§ Task requirements:
From the entries below, copy every line where the string "listen" appears.
◇ ◇ ◇ ◇ ◇ ◇ ◇
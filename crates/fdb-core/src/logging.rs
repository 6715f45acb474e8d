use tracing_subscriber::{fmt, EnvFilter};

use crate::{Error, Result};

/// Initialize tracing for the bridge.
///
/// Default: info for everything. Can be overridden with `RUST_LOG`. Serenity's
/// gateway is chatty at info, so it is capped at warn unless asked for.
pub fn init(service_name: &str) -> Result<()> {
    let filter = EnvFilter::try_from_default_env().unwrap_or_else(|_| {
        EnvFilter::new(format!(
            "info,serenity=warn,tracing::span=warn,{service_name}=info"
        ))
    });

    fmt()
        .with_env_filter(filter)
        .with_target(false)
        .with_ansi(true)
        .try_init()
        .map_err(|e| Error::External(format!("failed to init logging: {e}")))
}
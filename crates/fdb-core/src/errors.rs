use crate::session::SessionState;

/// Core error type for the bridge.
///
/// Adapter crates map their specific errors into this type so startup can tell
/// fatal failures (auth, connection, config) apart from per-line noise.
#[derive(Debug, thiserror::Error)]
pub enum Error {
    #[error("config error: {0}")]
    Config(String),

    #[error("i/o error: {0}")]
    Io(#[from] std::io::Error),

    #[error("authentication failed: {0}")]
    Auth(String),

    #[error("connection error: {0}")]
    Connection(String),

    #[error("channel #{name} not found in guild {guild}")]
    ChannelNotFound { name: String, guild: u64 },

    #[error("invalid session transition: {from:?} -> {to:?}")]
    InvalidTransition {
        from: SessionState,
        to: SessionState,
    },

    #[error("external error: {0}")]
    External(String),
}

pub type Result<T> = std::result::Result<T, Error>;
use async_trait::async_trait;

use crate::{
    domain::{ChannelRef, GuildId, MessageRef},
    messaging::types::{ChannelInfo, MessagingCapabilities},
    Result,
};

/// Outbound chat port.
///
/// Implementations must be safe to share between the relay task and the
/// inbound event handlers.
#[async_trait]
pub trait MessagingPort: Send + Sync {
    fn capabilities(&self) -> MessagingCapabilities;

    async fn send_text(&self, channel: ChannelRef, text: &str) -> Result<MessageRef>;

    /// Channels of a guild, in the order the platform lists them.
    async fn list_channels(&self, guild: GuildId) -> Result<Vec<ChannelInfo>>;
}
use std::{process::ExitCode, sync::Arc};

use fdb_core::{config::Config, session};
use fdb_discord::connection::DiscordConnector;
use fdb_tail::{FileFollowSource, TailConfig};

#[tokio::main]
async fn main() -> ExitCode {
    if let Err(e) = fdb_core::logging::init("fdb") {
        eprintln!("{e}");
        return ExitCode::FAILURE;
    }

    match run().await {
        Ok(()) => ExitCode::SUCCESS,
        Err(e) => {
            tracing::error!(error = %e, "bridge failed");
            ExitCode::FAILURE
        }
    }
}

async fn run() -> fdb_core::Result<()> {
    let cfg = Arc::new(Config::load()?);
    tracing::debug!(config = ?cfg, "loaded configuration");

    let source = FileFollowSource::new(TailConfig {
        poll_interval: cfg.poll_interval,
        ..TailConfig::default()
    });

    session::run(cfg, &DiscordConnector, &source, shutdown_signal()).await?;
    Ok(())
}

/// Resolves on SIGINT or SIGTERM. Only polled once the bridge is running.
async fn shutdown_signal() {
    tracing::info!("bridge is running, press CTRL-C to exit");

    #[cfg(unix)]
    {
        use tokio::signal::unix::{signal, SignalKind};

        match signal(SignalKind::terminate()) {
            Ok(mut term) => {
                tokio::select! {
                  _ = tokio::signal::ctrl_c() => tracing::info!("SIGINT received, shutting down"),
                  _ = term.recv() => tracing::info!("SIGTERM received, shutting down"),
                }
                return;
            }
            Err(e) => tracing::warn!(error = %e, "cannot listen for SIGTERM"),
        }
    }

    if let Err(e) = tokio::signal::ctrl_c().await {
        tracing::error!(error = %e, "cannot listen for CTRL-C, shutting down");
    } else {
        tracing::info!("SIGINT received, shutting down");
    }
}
◇ ◇ ◇ ◇ ◇ ◇ ◇
§ Task output:
            Err(e) => tracing::warn!(error = %e, "cannot listen for SIGTERM"),
        tracing::error!(error = %e, "cannot listen for CTRL-C, shutting down");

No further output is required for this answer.